- Task -
Wherever a line in the records below contains "payload", copy that line.

Start of Data provided

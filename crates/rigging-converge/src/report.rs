//! Run results and the per-host recap

use crate::module::ModuleKind;
use rigging_core::ValueMap;
use serde::Serialize;
use std::collections::{BTreeMap, BTreeSet};
use std::fmt;

/// Result of one action on one host
#[derive(Debug, Clone, Copy, PartialEq, Eq, Serialize)]
#[serde(rename_all = "snake_case")]
pub enum Outcome {
    Changed,
    Unchanged,
    Skipped,
    Failed,
    Unreachable,
}

impl fmt::Display for Outcome {
    fn fmt(&self, f: &mut fmt::Formatter<'_>) -> fmt::Result {
        let s = match self {
            Outcome::Changed => "changed",
            Outcome::Unchanged => "ok",
            Outcome::Skipped => "skipped",
            Outcome::Failed => "failed",
            Outcome::Unreachable => "unreachable",
        };
        f.write_str(s)
    }
}

#[derive(Debug, Clone, PartialEq, Serialize)]
pub struct ActionResult {
    pub action: String,
    pub module: ModuleKind,
    /// Ran as a notified handler
    pub handler: bool,
    pub outcome: Outcome,
    /// Error or debug message
    pub message: Option<String>,
    pub payload: ValueMap,
    pub duration_ms: u64,
}

/// How a host ended a play
#[derive(Debug, Clone, Copy, PartialEq, Eq, Serialize)]
#[serde(rename_all = "snake_case")]
pub enum HostStatus {
    Ok,
    Failed,
    Unreachable,
    /// Stopped by cancellation before all actions ran
    Cancelled,
}

#[derive(Debug, Clone, PartialEq, Serialize)]
pub struct HostRun {
    pub alias: String,
    pub status: HostStatus,
    pub results: Vec<ActionResult>,
}

impl HostRun {
    pub fn outcomes(&self) -> Vec<Outcome> {
        self.results.iter().map(|r| r.outcome).collect()
    }

    /// Results of actions with this name, in run order
    pub fn result(&self, action: &str) -> Option<&ActionResult> {
        self.results.iter().find(|r| r.action == action)
    }
}

#[derive(Debug, Clone, PartialEq, Serialize)]
pub struct PlayReport {
    pub name: String,
    /// Hosts in inventory order
    pub hosts: Vec<HostRun>,
}

impl PlayReport {
    pub fn host(&self, alias: &str) -> Option<&HostRun> {
        self.hosts.iter().find(|h| h.alias == alias)
    }
}

/// Everything a run did. Failures are data here, not errors.
#[derive(Debug, Clone, Default, PartialEq, Serialize)]
pub struct RunReport {
    pub plays: Vec<PlayReport>,
    pub cancelled: bool,
    pub duration_ms: u64,
}

impl RunReport {
    /// Hosts that failed or were unreachable in any play
    pub fn failed_hosts(&self) -> BTreeSet<&str> {
        self.plays
            .iter()
            .flat_map(|p| &p.hosts)
            .filter(|h| matches!(h.status, HostStatus::Failed | HostStatus::Unreachable))
            .map(|h| h.alias.as_str())
            .collect()
    }

    pub fn is_success(&self) -> bool {
        !self.cancelled && self.failed_hosts().is_empty()
    }

    /// Every result for `alias` across plays
    pub fn results_for<'a>(&'a self, alias: &'a str) -> impl Iterator<Item = &'a ActionResult> {
        self.plays
            .iter()
            .filter_map(move |p| p.host(alias))
            .flat_map(|h| &h.results)
    }

    pub fn recap(&self) -> BTreeMap<String, Recap> {
        let mut recap: BTreeMap<String, Recap> = BTreeMap::new();
        for host in self.plays.iter().flat_map(|p| &p.hosts) {
            let entry = recap.entry(host.alias.clone()).or_default();
            for result in &host.results {
                entry.count(result.outcome);
            }
        }
        recap
    }
}

impl fmt::Display for RunReport {
    fn fmt(&self, f: &mut fmt::Formatter<'_>) -> fmt::Result {
        writeln!(f, "PLAY RECAP")?;
        for (alias, recap) in self.recap() {
            writeln!(f, "{alias:<24} : {recap}")?;
        }
        if self.cancelled {
            writeln!(f, "(cancelled)")?;
        }
        Ok(())
    }
}

/// Per-host counters. `ok` includes changed results.
#[derive(Debug, Clone, Copy, Default, PartialEq, Eq, Serialize)]
pub struct Recap {
    pub ok: usize,
    pub changed: usize,
    pub unreachable: usize,
    pub failed: usize,
    pub skipped: usize,
}

impl Recap {
    fn count(&mut self, outcome: Outcome) {
        match outcome {
            Outcome::Changed => {
                self.ok += 1;
                self.changed += 1;
            }
            Outcome::Unchanged => self.ok += 1,
            Outcome::Skipped => self.skipped += 1,
            Outcome::Failed => self.failed += 1,
            Outcome::Unreachable => self.unreachable += 1,
        }
    }
}

impl fmt::Display for Recap {
    fn fmt(&self, f: &mut fmt::Formatter<'_>) -> fmt::Result {
        write!(
            f,
            "ok={} changed={} unreachable={} failed={} skipped={}",
            self.ok, self.changed, self.unreachable, self.failed, self.skipped
        )
    }
}

#[cfg(test)]
mod tests {
    use super::*;

    fn result(action: &str, outcome: Outcome) -> ActionResult {
        ActionResult {
            action: action.to_string(),
            module: ModuleKind::Shell,
            handler: false,
            outcome,
            message: None,
            payload: ValueMap::new(),
            duration_ms: 0,
        }
    }

    #[test]
    fn test_recap_counts() {
        let report = RunReport {
            plays: vec![PlayReport {
                name: "site".into(),
                hosts: vec![
                    HostRun {
                        alias: "web-1".into(),
                        status: HostStatus::Ok,
                        results: vec![
                            result("a", Outcome::Changed),
                            result("b", Outcome::Unchanged),
                            result("c", Outcome::Skipped),
                        ],
                    },
                    HostRun {
                        alias: "web-2".into(),
                        status: HostStatus::Unreachable,
                        results: vec![result("a", Outcome::Unreachable)],
                    },
                ],
            }],
            ..RunReport::default()
        };

        let recap = report.recap();
        assert_eq!(
            recap["web-1"],
            Recap {
                ok: 2,
                changed: 1,
                unreachable: 0,
                failed: 0,
                skipped: 1
            }
        );
        assert_eq!(recap["web-2"].unreachable, 1);
        assert!(!report.is_success());
        assert_eq!(report.failed_hosts().into_iter().collect::<Vec<_>>(), ["web-2"]);
        assert!(report.to_string().contains("ok=2 changed=1 unreachable=0 failed=0 skipped=1"));
    }
}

End of Data provided

- Output of the exercise -
    pub payload: ValueMap,
            payload: ValueMap::new(),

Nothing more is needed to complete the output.